Tala Rae Schlossberg: Paper Planes (Copyright © Tala Rae Schlossberg, 2024)
Tala continued to explore her love for the art of moving image taking on a role making videos at the The New York Times, before starting her own creative studio Two Toes. Co-founded alongside fellow designer and artist Kika Macfarane, the pair worked collaboratively on projects dedicated to visual storytelling for causes and brands such as Nature Conservancy, Planned Parenthood, Patagonia, and Substack. Now flying solo, Tala’s portfolio is fit to bursting with inventive mix-media animations, witty wordplay and sensitive interpretations of the beauty that she finds in all things that might be considered ‘mundane’ or ‘everyday’. The goal with her animation work of late? To “always surprise myself with something new”, Tala says.

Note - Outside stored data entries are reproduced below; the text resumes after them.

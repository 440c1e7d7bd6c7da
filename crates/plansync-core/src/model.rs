//! Data carriers shared by the synchronisation components.
//!
//! # Design
//! - Pure data; IO lives in the component modules.
//! - Every type that reaches the CLI or the settings file is serde-serializable.

use std::collections::BTreeSet;
use std::path::{Path, PathBuf};

use serde::{Deserialize, Serialize};

use crate::defaults::SECONDS_PER_DAY;
use crate::formats::FormatId;

/// Immutable snapshot of one metadata fetch.
#[derive(Clone, Debug, PartialEq, Eq, Hash, Serialize, Deserialize)]
pub struct FlightMetadata {
    /// Operator ICAO code, or `Private Charter` when absent.
    pub icao_airline: String,
    /// Flight number, or `N/A` when absent.
    pub flight_number: String,
    /// Aircraft ICAO type designator.
    pub aircraft_type: String,
    /// Departure airport ICAO code.
    pub origin_icao: String,
    /// Arrival airport ICAO code.
    pub destination_icao: String,
    /// Departure airport display name.
    pub origin_name: String,
    /// Arrival airport display name.
    pub destination_name: String,
    /// Generation timestamp the service embeds in artifact names.
    pub time_generated: String,
}

impl FlightMetadata {
    /// Base name shared by every artifact of this route (`{origin}{destination}`).
    #[must_use]
    pub fn base_name(&self) -> String {
        format!("{}{}", self.origin_icao, self.destination_icao)
    }

    /// One-line flight summary for display.
    #[must_use]
    pub fn summary(&self) -> String {
        format!(
            "Flight {} {} | Aircraft: {} | {} ➔ {} | {} ➔ {}",
            self.icao_airline,
            self.flight_number,
            self.aircraft_type,
            self.origin_icao,
            self.destination_icao,
            self.origin_name,
            self.destination_name
        )
    }
}

/// Fully resolved download for one format in one run.
#[derive(Clone, Debug, PartialEq, Eq)]
pub struct DownloadTarget {
    /// Format being downloaded.
    pub format: FormatId,
    /// Directory the artifact is written to.
    pub target_directory: PathBuf,
    /// Remote URL of the artifact.
    pub source_url: String,
    /// Collision-free file name inside `target_directory`.
    pub allocated_filename: String,
}

impl DownloadTarget {
    /// Full destination path.
    #[must_use]
    pub fn destination(&self) -> PathBuf {
        self.target_directory.join(&self.allocated_filename)
    }
}

/// Age-based deletion policy for one sweep.
#[derive(Clone, Debug, PartialEq, Eq, Serialize, Deserialize)]
pub struct RetentionPolicy {
    /// Files strictly older than this many seconds are deleted.
    pub max_age_seconds: u64,
    /// Directories whose direct children are swept.
    pub directories: BTreeSet<PathBuf>,
}

impl RetentionPolicy {
    /// Policy expressed in whole days.
    pub fn days<I, P>(days: u64, directories: I) -> Self
    where
        I: IntoIterator<Item = P>,
        P: AsRef<Path>,
    {
        Self {
            max_age_seconds: days.saturating_mul(SECONDS_PER_DAY),
            directories: directories
                .into_iter()
                .map(|dir| dir.as_ref().to_path_buf())
                .collect(),
        }
    }
}

/// A file the sweeper could not inspect or delete.
#[derive(Clone, Debug, PartialEq, Eq, Serialize)]
pub struct SweepFailure {
    /// File path.
    pub path: PathBuf,
    /// Failure description.
    pub reason: String,
}

/// Outcome of one retention sweep.
#[derive(Clone, Debug, Default, PartialEq, Eq, Serialize)]
pub struct SweepReport {
    /// Files that were deleted.
    pub deleted: Vec<PathBuf>,
    /// Files whose deletion failed.
    pub failed: Vec<SweepFailure>,
    /// Directories that were missing or unreadable.
    pub skipped: Vec<PathBuf>,
}

/// Artifact written during a run.
#[derive(Clone, Debug, PartialEq, Eq, Serialize)]
pub struct SavedArtifact {
    /// Format of the artifact.
    pub format: FormatId,
    /// Path the artifact was written to.
    pub path: PathBuf,
    /// Bytes written.
    pub bytes: u64,
}

/// Format that could not be synchronised during a run.
#[derive(Clone, Debug, PartialEq, Eq, Serialize)]
pub struct FormatFailure {
    /// Failed format.
    pub format: FormatId,
    /// Failure description.
    pub reason: String,
}

/// Aggregate classification of a run.
#[derive(Clone, Copy, Debug, PartialEq, Eq, Serialize)]
#[serde(rename_all = "snake_case")]
pub enum SyncOutcome {
    /// Every enabled format was saved.
    Complete,
    /// Some formats were saved, some failed.
    Partial,
    /// No enabled format was saved.
    NoneSucceeded,
}

/// Result of one synchronisation run.
#[derive(Clone, Debug, PartialEq, Eq, Serialize)]
pub struct SyncReport {
    /// Metadata fetched at the start of the run.
    pub metadata: FlightMetadata,
    /// Whether the fetch differs from the last recorded route.
    pub new_route: bool,
    /// Artifacts written, in download order.
    pub saved: Vec<SavedArtifact>,
    /// Per-format failures, in download order.
    pub failed: Vec<FormatFailure>,
}

impl SyncReport {
    /// Classify the run.
    #[must_use]
    pub fn outcome(&self) -> SyncOutcome {
        if self.saved.is_empty() {
            SyncOutcome::NoneSucceeded
        } else if self.failed.is_empty() {
            SyncOutcome::Complete
        } else {
            SyncOutcome::Partial
        }
    }
}

#[cfg(test)]
mod tests {
    use super::*;

    fn metadata() -> FlightMetadata {
        FlightMetadata {
            icao_airline: "DAL".into(),
            flight_number: "423".into(),
            aircraft_type: "B763".into(),
            origin_icao: "KJFK".into(),
            destination_icao: "KLAX".into(),
            origin_name: "John F Kennedy Intl".into(),
            destination_name: "Los Angeles Intl".into(),
            time_generated: "1718035200".into(),
        }
    }

    #[test]
    fn summary_matches_display_layout() {
        assert_eq!(
            metadata().summary(),
            "Flight DAL 423 | Aircraft: B763 | KJFK ➔ KLAX | John F Kennedy Intl ➔ Los Angeles Intl"
        );
    }

    #[test]
    fn retention_days_converts_to_seconds() {
        let policy = RetentionPolicy::days(7, ["/a", "/b", "/a"]);
        assert_eq!(policy.max_age_seconds, 7 * 86_400);
        assert_eq!(policy.directories.len(), 2);
    }

    #[test]
    fn outcome_classifies_reports() {
        let saved = SavedArtifact {
            format: FormatId::Pdf,
            path: PathBuf::from("/plans/KJFKKLAX01.pdf"),
            bytes: 3,
        };
        let failure = FormatFailure {
            format: FormatId::Fms,
            reason: "boom".into(),
        };
        let mut report = SyncReport {
            metadata: metadata(),
            new_route: true,
            saved: vec![saved],
            failed: Vec::new(),
        };
        assert_eq!(report.outcome(), SyncOutcome::Complete);

        report.failed.push(failure);
        assert_eq!(report.outcome(), SyncOutcome::Partial);

        report.saved.clear();
        assert_eq!(report.outcome(), SyncOutcome::NoneSucceeded);
    }

    #[test]
    fn download_target_joins_destination() {
        let target = DownloadTarget {
            format: FormatId::Pdf,
            target_directory: PathBuf::from("/plans"),
            source_url: "http://host/a.pdf".into(),
            allocated_filename: "KJFKKLAX01.pdf".into(),
        };
        assert_eq!(target.destination(), PathBuf::from("/plans/KJFKKLAX01.pdf"));
    }
}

To create a unique visual language for each animated piece, Tala can find herself starting out on a project in a number of different ways. For a recent music video for Martin Buttrich and Charles Levine for the track Festival Queen, the artist spent hours “making marks out of all different kinds of paint, stamps and paper”, and for her independent short Night In, she repurposed “a really bad roll of film I shot on a trip to the mountains in Spain” – the foggy appearance of which became a cornerstone to the film’s look.
Never starting out on an entirely ‘the blank page’, the animator often gives herself a set of warm up activities or sifts through a collections of things she holds on to for inspiration: “My favourite part of the process is getting to play with the pieces of my visual library after I create them. It’s like getting to explore a strange new reality made out of only things I love,” she shares.
That might be why her work is so incredibly fluid, or ‘mixed media’ as we might traditionally call it. “I like the act of turning old things into new things”, she shares, whether that’s tearing paper, constructing a scene of cut outs or taking a line on a walk with crayons and “other things that leave your hands very multicoloured,” she says. This toolbox of analogue tricks never tires in creating emotive and awe inspiring images that move. The only reason Tala doesn’t go digital and turn to her computer for these generative experiments is because “you become limited to activities that won’t break your computer, which is a pretty tight constraint it turns out”.
Resistant to the idea of working in one set style – as we might understand ‘style’ in a conventional sense – Tala sees the set of visual principles that can come to define an artist’s output as simply a “way of seeing”. Everyone’s creative style is not in their output but rather in their methods – all our varied ways of doing things. Of course, there are things that Tala really likes, things that she often returns to in her animated work: the sky, the colour green, the texture of paper, imperfect and abstracted shapes. She adds to the lists: “ladders and portals and fields and puddles and birds and boats”. With a focus always on the message, idea or the story, creativity happens with all you’ve got.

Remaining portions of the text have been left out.